** EXERCISE AIM **
The lines of the records that include "MapBundle" should all be copied.
DATA FOR ANALYSIS section start
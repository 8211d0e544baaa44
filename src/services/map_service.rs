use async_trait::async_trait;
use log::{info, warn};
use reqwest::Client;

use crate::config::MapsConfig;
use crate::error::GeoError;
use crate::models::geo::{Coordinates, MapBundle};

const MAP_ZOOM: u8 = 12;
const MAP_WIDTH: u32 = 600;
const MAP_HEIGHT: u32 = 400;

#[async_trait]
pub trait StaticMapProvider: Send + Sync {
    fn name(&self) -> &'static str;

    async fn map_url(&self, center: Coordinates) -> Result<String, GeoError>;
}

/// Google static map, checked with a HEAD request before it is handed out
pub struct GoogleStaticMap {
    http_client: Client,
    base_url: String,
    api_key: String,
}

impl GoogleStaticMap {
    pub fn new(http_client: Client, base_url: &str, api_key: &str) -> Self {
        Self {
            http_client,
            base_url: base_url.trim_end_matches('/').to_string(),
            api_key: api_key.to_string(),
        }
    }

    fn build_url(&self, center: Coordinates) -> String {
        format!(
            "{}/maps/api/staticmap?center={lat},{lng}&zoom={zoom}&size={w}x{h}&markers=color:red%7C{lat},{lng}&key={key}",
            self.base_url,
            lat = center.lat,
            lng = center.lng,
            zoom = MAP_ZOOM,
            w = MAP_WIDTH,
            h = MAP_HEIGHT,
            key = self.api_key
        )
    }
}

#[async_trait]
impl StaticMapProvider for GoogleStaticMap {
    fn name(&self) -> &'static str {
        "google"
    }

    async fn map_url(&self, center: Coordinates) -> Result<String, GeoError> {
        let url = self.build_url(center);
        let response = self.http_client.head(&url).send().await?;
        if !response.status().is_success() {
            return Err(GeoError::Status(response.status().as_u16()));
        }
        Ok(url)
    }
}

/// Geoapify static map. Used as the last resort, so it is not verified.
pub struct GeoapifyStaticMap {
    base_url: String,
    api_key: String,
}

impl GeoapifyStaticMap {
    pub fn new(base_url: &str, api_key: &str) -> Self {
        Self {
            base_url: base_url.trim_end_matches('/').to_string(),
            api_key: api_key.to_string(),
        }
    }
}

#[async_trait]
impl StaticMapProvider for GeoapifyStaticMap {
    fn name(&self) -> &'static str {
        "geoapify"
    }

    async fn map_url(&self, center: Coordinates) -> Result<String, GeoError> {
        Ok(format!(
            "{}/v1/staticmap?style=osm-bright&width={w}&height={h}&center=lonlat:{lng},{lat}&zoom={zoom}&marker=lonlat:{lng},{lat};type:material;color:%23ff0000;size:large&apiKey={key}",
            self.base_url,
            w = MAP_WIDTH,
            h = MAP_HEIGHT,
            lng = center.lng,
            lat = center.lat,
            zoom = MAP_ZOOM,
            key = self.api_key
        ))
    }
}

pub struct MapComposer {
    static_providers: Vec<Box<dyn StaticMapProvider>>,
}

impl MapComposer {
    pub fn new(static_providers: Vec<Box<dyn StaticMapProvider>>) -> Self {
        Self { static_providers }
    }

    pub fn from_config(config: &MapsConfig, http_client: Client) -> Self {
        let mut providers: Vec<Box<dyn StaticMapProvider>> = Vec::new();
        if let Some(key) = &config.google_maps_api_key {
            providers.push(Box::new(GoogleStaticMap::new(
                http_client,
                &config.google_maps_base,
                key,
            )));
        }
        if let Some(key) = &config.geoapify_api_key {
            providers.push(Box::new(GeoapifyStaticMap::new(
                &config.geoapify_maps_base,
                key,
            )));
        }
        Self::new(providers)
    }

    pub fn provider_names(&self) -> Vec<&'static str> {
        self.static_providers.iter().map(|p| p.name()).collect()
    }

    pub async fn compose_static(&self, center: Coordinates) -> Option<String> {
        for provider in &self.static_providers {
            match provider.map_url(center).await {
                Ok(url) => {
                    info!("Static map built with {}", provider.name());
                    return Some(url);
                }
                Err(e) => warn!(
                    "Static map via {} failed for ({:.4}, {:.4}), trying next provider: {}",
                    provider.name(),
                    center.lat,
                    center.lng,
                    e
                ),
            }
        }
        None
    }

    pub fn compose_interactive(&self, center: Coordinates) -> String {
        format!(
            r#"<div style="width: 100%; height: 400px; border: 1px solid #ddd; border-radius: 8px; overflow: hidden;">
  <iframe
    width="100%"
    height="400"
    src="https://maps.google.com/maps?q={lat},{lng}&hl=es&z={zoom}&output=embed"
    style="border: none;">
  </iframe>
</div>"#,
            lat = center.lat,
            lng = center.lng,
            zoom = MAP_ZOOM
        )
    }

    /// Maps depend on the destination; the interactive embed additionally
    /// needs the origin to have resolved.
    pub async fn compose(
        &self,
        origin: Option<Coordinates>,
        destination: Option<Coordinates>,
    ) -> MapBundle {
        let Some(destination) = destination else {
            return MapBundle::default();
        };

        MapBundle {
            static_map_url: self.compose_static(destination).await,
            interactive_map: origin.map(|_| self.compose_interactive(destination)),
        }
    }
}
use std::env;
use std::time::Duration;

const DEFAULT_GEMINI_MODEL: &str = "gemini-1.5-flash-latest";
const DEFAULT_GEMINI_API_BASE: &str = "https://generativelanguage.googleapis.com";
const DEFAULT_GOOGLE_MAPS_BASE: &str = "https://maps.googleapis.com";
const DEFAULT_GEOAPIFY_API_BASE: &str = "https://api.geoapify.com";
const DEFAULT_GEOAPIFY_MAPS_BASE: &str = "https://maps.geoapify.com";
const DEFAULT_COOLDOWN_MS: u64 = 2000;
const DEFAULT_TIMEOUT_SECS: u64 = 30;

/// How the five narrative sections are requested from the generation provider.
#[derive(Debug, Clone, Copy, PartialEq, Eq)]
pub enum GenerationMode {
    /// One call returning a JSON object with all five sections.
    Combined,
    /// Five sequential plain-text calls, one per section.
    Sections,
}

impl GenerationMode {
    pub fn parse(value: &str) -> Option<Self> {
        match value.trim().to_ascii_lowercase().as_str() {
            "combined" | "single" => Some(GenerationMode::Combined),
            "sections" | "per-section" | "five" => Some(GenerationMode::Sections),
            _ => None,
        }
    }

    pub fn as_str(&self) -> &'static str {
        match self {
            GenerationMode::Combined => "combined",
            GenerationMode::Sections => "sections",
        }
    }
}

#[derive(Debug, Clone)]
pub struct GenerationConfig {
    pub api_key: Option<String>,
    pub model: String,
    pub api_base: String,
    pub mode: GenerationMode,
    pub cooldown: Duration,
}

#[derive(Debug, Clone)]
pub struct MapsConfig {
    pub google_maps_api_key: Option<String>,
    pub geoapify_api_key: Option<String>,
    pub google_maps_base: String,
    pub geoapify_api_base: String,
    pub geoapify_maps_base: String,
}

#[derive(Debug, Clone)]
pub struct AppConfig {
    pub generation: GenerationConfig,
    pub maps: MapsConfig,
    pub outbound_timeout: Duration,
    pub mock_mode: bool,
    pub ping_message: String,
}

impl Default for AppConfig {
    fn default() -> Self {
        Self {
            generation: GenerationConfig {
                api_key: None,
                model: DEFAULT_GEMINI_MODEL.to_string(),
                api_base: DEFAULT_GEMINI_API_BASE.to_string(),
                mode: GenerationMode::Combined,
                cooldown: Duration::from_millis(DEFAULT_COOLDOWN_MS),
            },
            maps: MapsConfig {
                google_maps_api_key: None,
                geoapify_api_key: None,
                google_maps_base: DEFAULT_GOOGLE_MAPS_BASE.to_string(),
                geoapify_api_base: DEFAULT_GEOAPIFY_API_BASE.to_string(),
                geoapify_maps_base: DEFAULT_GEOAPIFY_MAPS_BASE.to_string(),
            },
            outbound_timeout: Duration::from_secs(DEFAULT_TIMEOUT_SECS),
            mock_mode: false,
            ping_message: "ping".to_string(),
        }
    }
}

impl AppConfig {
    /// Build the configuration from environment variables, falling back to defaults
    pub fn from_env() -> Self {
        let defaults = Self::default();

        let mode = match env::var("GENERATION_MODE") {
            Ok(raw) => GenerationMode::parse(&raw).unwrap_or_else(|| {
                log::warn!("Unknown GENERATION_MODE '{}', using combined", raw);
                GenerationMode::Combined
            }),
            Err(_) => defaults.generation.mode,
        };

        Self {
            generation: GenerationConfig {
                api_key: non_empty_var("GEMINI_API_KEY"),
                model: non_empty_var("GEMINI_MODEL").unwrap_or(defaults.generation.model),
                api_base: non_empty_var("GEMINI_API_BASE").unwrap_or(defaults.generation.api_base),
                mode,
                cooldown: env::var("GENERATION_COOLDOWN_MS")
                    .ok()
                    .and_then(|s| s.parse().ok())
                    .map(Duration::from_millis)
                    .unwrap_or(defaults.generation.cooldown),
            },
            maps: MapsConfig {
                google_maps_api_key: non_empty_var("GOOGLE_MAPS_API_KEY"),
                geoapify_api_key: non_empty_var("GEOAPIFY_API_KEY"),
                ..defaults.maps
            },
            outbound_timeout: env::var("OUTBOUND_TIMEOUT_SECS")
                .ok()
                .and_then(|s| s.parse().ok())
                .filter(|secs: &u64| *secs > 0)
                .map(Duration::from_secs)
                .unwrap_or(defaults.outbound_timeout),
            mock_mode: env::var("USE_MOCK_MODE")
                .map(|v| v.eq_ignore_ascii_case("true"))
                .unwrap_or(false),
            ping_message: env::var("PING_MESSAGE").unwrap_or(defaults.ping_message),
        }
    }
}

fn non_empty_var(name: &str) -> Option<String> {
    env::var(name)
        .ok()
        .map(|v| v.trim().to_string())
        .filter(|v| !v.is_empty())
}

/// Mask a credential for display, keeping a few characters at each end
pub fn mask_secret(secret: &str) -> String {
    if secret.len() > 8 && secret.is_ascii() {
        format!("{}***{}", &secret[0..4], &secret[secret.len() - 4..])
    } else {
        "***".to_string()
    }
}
DATA FOR ANALYSIS section end
** SOLUTION TO THIS EXERCISE **
use crate::models::geo::{Coordinates, MapBundle};
    ) -> MapBundle {
            return MapBundle::default();
        MapBundle {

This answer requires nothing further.